The Council is supportive of the use of distance and online training and assessment as long as the RTO continues to demonstrate compliance with the Standards for Registered Training Organisations (RTOs) 2015 (the Standards), the relevant training package and any industry and regulatory requirements, where applicable.

It is important for RTOs to ensure they deliver quality training and assessment to industry standards, irrespective of the mode of delivery.

This Fact Sheet provides guidance to RTOs to support compliance with the Standards and industry requirements when considering distance and online training and assessment, face-to-face delivery to small groups or a blend of these modes.

Distance and Online training and assessment

In contrast to traditional classroom delivery, in distance and online training and assessment, the learner and the instructor are separated by time and distance. The use of technology, such as email, discussion boards, audio and video conferencing replaces the physical presence in the classroom. Distance and online training and assessment can occur between trainer/assessor and a learner or a group of learners, or in a combination.

Blended Learning

When there is a blend of distance and online training and assessment and a physical presence in a classroom, this is known as blended learning.

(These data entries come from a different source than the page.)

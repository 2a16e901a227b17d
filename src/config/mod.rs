//! Configuration module for feedtags
//!
//! Manages application configuration: database locations, the signed-in
//! user, unblock policy, search cache sizing and feature flags.
//! Configuration is stored in the user's config directory
//! (`~/.config/feedtags/config.toml` on Linux).

mod setup;

pub use setup::first_time_setup;

use crate::filter::{MAX_UNDO_WINDOW, UnblockPolicy};
use crate::flags::{AuthState, FeatureFlags};
use crate::search::cache::{DEFAULT_CAPACITY, DEFAULT_TTL, MAX_TTL};
use chrono::TimeDelta;
use config::{Config, ConfigError, File, FileFormat};
use serde::{Deserialize, Serialize};
use std::collections::HashMap;
use std::fs;
use std::path::{Path, PathBuf};
use std::time::Duration;

pub const DEFAULT_LOG_FILTER: &str = "warn";

/// Search cache and result sizing
#[derive(Debug, Serialize, Deserialize, Clone, PartialEq, Eq)]
#[serde(default)]
pub struct SearchSettings {
    /// Maximum number of cached queries
    pub cache_capacity: u64,
    /// Seconds a cached result stays valid
    pub cache_ttl_secs: u64,
    /// Maximum number of results per query
    pub result_limit: usize,
}

impl Default for SearchSettings {
    fn default() -> Self {
        Self {
            cache_capacity: DEFAULT_CAPACITY,
            cache_ttl_secs: DEFAULT_TTL.as_secs(),
            result_limit: 50,
        }
    }
}

impl SearchSettings {
    /// Cache lifetime, capped at the cache's maximum
    #[must_use]
    pub fn cache_ttl(&self) -> Duration {
        Duration::from_secs(self.cache_ttl_secs).min(MAX_TTL)
    }
}

/// Application configuration structure
#[derive(Debug, Serialize, Deserialize, Clone, PartialEq, Eq)]
#[serde(default)]
pub struct AppConfig {
    /// Map of database names to their filesystem paths
    pub databases: HashMap<String, PathBuf>,

    /// The default database to use when none is specified
    pub default_database: Option<String>,

    /// Suppress informational output by default
    pub quiet: bool,

    /// Signed-in user; anonymous when unset
    pub user_id: Option<String>,

    /// TOML tag catalog; the built-in catalog is used when unset
    pub categories_file: Option<PathBuf>,

    pub unblock_policy: UnblockPolicy,

    /// Length of the undo window for deferred unblocks
    pub undo_window_secs: u64,

    pub search: SearchSettings,

    pub flags: FeatureFlags,

    /// `tracing` filter directive used when `FEEDTAGS_LOG` is not set
    pub log_filter: String,
}

impl Default for AppConfig {
    fn default() -> Self {
        Self {
            databases: HashMap::new(),
            default_database: None,
            quiet: false,
            user_id: None,
            categories_file: None,
            unblock_policy: UnblockPolicy::default(),
            undo_window_secs: 5,
            search: SearchSettings::default(),
            flags: FeatureFlags::default(),
            log_filter: DEFAULT_LOG_FILTER.to_string(),
        }
    }
}

const KEYS: &[&str] = &[
    "quiet",
    "user_id",
    "categories_file",
    "unblock_policy",
    "undo_window_secs",
    "log_filter",
    "search.cache_capacity",
    "search.cache_ttl_secs",
    "search.result_limit",
    "flags.personalized_feed",
    "flags.feed_filter_modal",
    "flags.onboarding",
];

impl AppConfig {
    /// Get the path to the config file
    ///
    /// # Errors
    ///
    /// Returns `ConfigError` if the system config directory cannot be determined.
    pub fn config_path() -> Result<PathBuf, ConfigError> {
        let config_dir = dirs::config_dir()
            .ok_or_else(|| ConfigError::Message("Could not determine config directory".to_string()))?;

        Ok(config_dir.join("feedtags").join("config.toml"))
    }

    /// Default location for a named database
    ///
    /// # Errors
    ///
    /// Returns `ConfigError` if the system data directory cannot be determined.
    pub fn default_database_path(name: &str) -> Result<PathBuf, ConfigError> {
        let data_dir = dirs::data_local_dir()
            .ok_or_else(|| ConfigError::Message("Could not determine data directory".to_string()))?;
        Ok(data_dir.join("feedtags").join(name))
    }

    /// Load configuration from the default file, creating it if missing
    ///
    /// # Errors
    ///
    /// Returns `ConfigError` if the config file cannot be read, parsed, or created.
    pub fn load() -> Result<Self, ConfigError> {
        Self::load_from(&Self::config_path()?)
    }

    /// Load configuration from `path`, writing defaults there if missing
    ///
    /// # Errors
    ///
    /// Returns `ConfigError` if the file cannot be read, parsed, or created.
    pub fn load_from(path: &Path) -> Result<Self, ConfigError> {
        if !path.exists() {
            let default_config = Self::default();
            default_config.save_to(path)?;
            return Ok(default_config);
        }

        let settings = Config::builder()
            .add_source(File::from(path).format(FileFormat::Toml))
            .build()?;

        settings.try_deserialize()
    }

    /// Save configuration to the default file
    ///
    /// # Errors
    ///
    /// Returns `ConfigError` if the config directory cannot be created, the configuration
    /// cannot be serialized to TOML, or the file cannot be written.
    pub fn save(&self) -> Result<(), ConfigError> {
        self.save_to(&Self::config_path()?)
    }

    /// Save configuration to `path`
    ///
    /// # Errors
    ///
    /// Returns `ConfigError` if the parent directory cannot be created, the
    /// configuration cannot be serialized, or the file cannot be written.
    pub fn save_to(&self, path: &Path) -> Result<(), ConfigError> {
        if let Some(parent) = path.parent() {
            fs::create_dir_all(parent)
                .map_err(|e| ConfigError::Message(format!("Failed to create config directory: {e}")))?;
        }

        let toml_string = toml::to_string_pretty(self)
            .map_err(|e| ConfigError::Message(format!("Failed to serialize config: {e}")))?;

        fs::write(path, toml_string)
            .map_err(|e| ConfigError::Message(format!("Failed to write config file: {e}")))?;

        Ok(())
    }

    /// Load configuration, running first-time setup if config doesn't exist
    ///
    /// # Errors
    ///
    /// Returns `ConfigError` if loading or creating the configuration fails.
    pub fn load_or_setup() -> Result<Self, ConfigError> {
        let config_path = Self::config_path()?;

        if config_path.exists() {
            Self::load()
        } else {
            first_time_setup()
        }
    }

    /// Path of the named database, or the default database
    ///
    /// Falls back to `<data dir>/feedtags/default` when nothing is configured.
    ///
    /// # Errors
    ///
    /// Returns `ConfigError` if `name` is not configured or no data directory exists.
    pub fn resolve_database(&self, name: Option<&str>) -> Result<PathBuf, ConfigError> {
        match name.or(self.default_database.as_deref()) {
            Some(name) => self.databases.get(name).cloned().ok_or_else(|| {
                ConfigError::Message(format!("Database '{name}' does not exist in configuration"))
            }),
            None => Self::default_database_path("default"),
        }
    }

    /// Who the CLI acts as
    #[must_use]
    pub fn auth_state(&self) -> AuthState {
        match &self.user_id {
            Some(user_id) if !user_id.is_empty() => AuthState::Authenticated {
                user_id: user_id.clone(),
            },
            _ => AuthState::Anonymous,
        }
    }

    /// Undo window, capped at [`MAX_UNDO_WINDOW`]
    #[must_use]
    pub fn undo_window(&self) -> TimeDelta {
        i64::try_from(self.undo_window_secs)
            .ok()
            .and_then(TimeDelta::try_seconds)
            .map_or(MAX_UNDO_WINDOW, |window| window.min(MAX_UNDO_WINDOW))
    }

    /// Read a setting by dotted key
    ///
    /// # Errors
    ///
    /// Returns `ConfigError` for unknown keys.
    pub fn get(&self, key: &str) -> Result<String, ConfigError> {
        let value = match key {
            "quiet" => self.quiet.to_string(),
            "user_id" => self.user_id.clone().unwrap_or_default(),
            "categories_file" => self
                .categories_file
                .as_ref()
                .map(|p| p.display().to_string())
                .unwrap_or_default(),
            "unblock_policy" => policy_name(self.unblock_policy).to_string(),
            "undo_window_secs" => self.undo_window_secs.to_string(),
            "log_filter" => self.log_filter.clone(),
            "search.cache_capacity" => self.search.cache_capacity.to_string(),
            "search.cache_ttl_secs" => self.search.cache_ttl_secs.to_string(),
            "search.result_limit" => self.search.result_limit.to_string(),
            "flags.personalized_feed" => self.flags.personalized_feed.to_string(),
            "flags.feed_filter_modal" => self.flags.feed_filter_modal.clone(),
            "flags.onboarding" => self.flags.onboarding.clone(),
            _ => return Err(unknown_key(key)),
        };
        Ok(value)
    }

    /// Update a setting by dotted key (not saved)
    ///
    /// Empty values clear optional settings.
    ///
    /// # Errors
    ///
    /// Returns `ConfigError` for unknown keys or values that fail to parse.
    pub fn set(&mut self, key: &str, value: &str) -> Result<(), ConfigError> {
        match key {
            "quiet" => self.quiet = parse(key, value)?,
            "user_id" => self.user_id = (!value.is_empty()).then(|| value.to_string()),
            "categories_file" => {
                self.categories_file = (!value.is_empty()).then(|| PathBuf::from(value));
            }
            "unblock_policy" => {
                self.unblock_policy = match value {
                    "anonymous-instant" => UnblockPolicy::AnonymousInstant,
                    "always-deferred" => UnblockPolicy::AlwaysDeferred,
                    "always-instant" => UnblockPolicy::AlwaysInstant,
                    _ => {
                        return Err(ConfigError::Message(format!(
                            "Invalid value for unblock_policy: '{value}'. Use anonymous-instant, always-deferred or always-instant"
                        )));
                    }
                };
            }
            "undo_window_secs" => {
                let max = MAX_UNDO_WINDOW.num_seconds().unsigned_abs();
                self.undo_window_secs = parse_at_most(key, value, max)?;
            }
            "log_filter" => self.log_filter = value.to_string(),
            "search.cache_capacity" => self.search.cache_capacity = parse(key, value)?,
            "search.cache_ttl_secs" => {
                self.search.cache_ttl_secs = parse_at_most(key, value, MAX_TTL.as_secs())?;
            }
            "search.result_limit" => self.search.result_limit = parse(key, value)?,
            "flags.personalized_feed" => self.flags.personalized_feed = parse(key, value)?,
            "flags.feed_filter_modal" => self.flags.feed_filter_modal = value.to_string(),
            "flags.onboarding" => self.flags.onboarding = value.to_string(),
            _ => return Err(unknown_key(key)),
        }
        Ok(())
    }
}

const fn policy_name(policy: UnblockPolicy) -> &'static str {
    match policy {
        UnblockPolicy::AnonymousInstant => "anonymous-instant",
        UnblockPolicy::AlwaysDeferred => "always-deferred",
        UnblockPolicy::AlwaysInstant => "always-instant",
    }
}

fn parse<T: std::str::FromStr>(key: &str, value: &str) -> Result<T, ConfigError> {
    value
        .parse()
        .map_err(|_| ConfigError::Message(format!("Invalid value for {key}: '{value}'")))
}

fn parse_at_most(key: &str, value: &str, max: u64) -> Result<u64, ConfigError> {
    let parsed: u64 = parse(key, value)?;
    if parsed > max {
        return Err(ConfigError::Message(format!(
            "Invalid value for {key}: '{value}' exceeds the maximum of {max}"
        )));
    }
    Ok(parsed)
}

fn unknown_key(key: &str) -> ConfigError {
    ConfigError::Message(format!(
        "Unknown configuration key: '{key}'. Available keys: {}",
        KEYS.join(", ")
    ))
}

RTO Preparedness for Distance, Online or Blended Delivery

Transitioning from a classroom-based training format to distance and online training and assessment presents its own unique challenges for RTOs. Often the training and assessment arrangements and materials need to be reviewed and revamped to suit the new medium.

At the same time, the training must continue to support learners, allow engagement and enable development of skills and knowledge to industry standard. Importantly, distance and online delivery must also provide opportunity for learners to demonstrate competency in accordance with all specified training package requirements.

A major consideration for RTOs when introducing distance and online training and assessment is whether the change is a temporary measure in response to a particular issue such as COVID-19 restrictions, or a transition to a longer-term delivery strategy. Simpler approaches such as establishing a virtual classroom using video conferencing may be all that is required for a stop-gap measure. A longer-term strategy will need to factor in other considerations, such as the size and nature of the market and costs involved in making the transition.

Availability of resources, equipment and skills to manage distance and online delivery

  • Does the RTO have the computers and other equipment to support distance and online training and assessment?
  • Is there reliable internet access to enable training and engagement with learners?
  • Do trainers and assessors have the skills to adapt existing training material to audio or video content?
  • Do trainers and assessors have the skills to use the software applications and technology needed to run virtual classes or host video discussions or conferences?

Can training be readily adapted for distance and online delivery?

  • Review each of the knowledge and skills components carefully. Some content may be easily delivered by distance or online in text format; other content may be more appropriately delivered via audio or video.
  • Consider how technologies such as video recording and other communication software would support training and assessment.
  • Pay particular attention to assessment conditions described in the assessment requirements for each unit of competency. How will specified requirements and conditions be managed and complied with in an online training context?
  • Consider sequencing training and assessment to bring forward theoretical components across single or multiple units for continued learning until practical components can be undertaken.
  • Where training includes mandatory work placements, it may be necessary to defer them until such time that they can occur.

Where the training package or accredited course allows, consider the use of simulated workplace environments and how activities conducted in simulation could be recorded as assessment evidence.

Not all training is suited for delivery via distance or online learning. This could be due to the nature of the content, assessment or work placement requirements, or limitations to demonstrating competency.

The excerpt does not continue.